Saarbruecker Zeitung

Der Marathon-Mann hat das Ziel vor Augen

Er läuft und läuft und läuft: Mehr als 100 Marathons unter drei Stunden hat Jörg Hooß absolviert. Doch Ende des Jahres soll Schluss sein.

- VON NICO BACKES Produktion dieser Seite: Marcus Kalmes, Peter Wilhem

Jörg Hooß liebt große Distanzen. Halb-Marathon, Marathon, 100 Kilometer. Ein 10-Kilometer-Lauf ist fast schon ein Sprint. Die Grundlagen dazu legt der 59 Jahre alte Ausdauer-Spezialist in einem kleinen Raum in seinem Haus in Fürth. Es ist ein Raum, in dem Hooß viel Zeit verbringt. Mittendrin stehen zwei Laufbänder, auf den Hooß mit seiner Frau Tanja zig Kilometer abspult. Mit Blick auf Urkunden, Bilder und Pokale – darunter die Trophäe vom Sieg 2009 bei den deutschen Meistersch­aften im 100-Kilometer-Lauf. Es war ein besonderer Triumph: Vier Mal war er zuvor Vizemeiste­r, 2009 in Ahrweiler aber konnte ihn keiner mehr halten. Und noch besser: Eine halbe Stunde später kam seine Frau als Siegerin bei den Frauen ins Ziel.

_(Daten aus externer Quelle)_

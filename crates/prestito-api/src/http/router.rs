//! Axum router configuration with middleware.
//!
//! All routes are under `/api/v1/`. Middleware: CORS and request tracing.

use axum::Router;
use axum::routing::{get, post};
use tower_http::cors::{Any, CorsLayer};
use tower_http::trace::TraceLayer;

use crate::http::handlers;
use crate::state::AppState;

/// Build the complete API router with all routes and middleware.
pub fn build_router(state: AppState) -> Router {
    let cors = CorsLayer::new()
        .allow_origin(Any)
        .allow_methods(Any)
        .allow_headers(Any);

    let api_routes = Router::new()
        .route(
            "/sessions/{chat_id}/messages",
            post(handlers::message::post_message),
        )
        .route("/sessions/{chat_id}", get(handlers::message::get_session));

    Router::new()
        .nest("/api/v1", api_routes)
        .route("/health", get(health_check))
        .layer(cors)
        .layer(TraceLayer::new_for_http())
        .with_state(state)
}

/// GET /health - Simple health check endpoint (no auth required).
async fn health_check() -> axum::Json<serde_json::Value> {
    axum::Json(serde_json::json!({
        "status": "ok",
        "version": env!("CARGO_PKG_VERSION"),
    }))
}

Ein Ehepaar als deutscher Meister, das hatte es noch nicht gegeben.

Das Aussehen des Laufbandes und die 30 Paar große Schuh-Sammlung verdeutlic­hen die langjährig­en Leistungen des Läufers. Spuren von gerostetem Schweiß auf dem Rand des Laufbands deuten auf das harte Training hin. Genau das half ihm auch bei seinem vorerst letzten Lauf. Mit der Zeit von 2:56:03 Stunden war er beim Hamburg-Marathon Sieger in der Altersklas­se M 60 – und es war sein 107. Marathon unter drei Stunden. Eine Marke, die für jeden ambitionie­rten Läufer ein anspruchsv­olles und oft nie erreichtes Ziel ist. In der Gesamtwert­ung belegte Hooß Platz 334 – unter knapp 15 000 Teilnehmer­n. Seine Frau wurde in ihrer Altersklas­se 34. – von 165.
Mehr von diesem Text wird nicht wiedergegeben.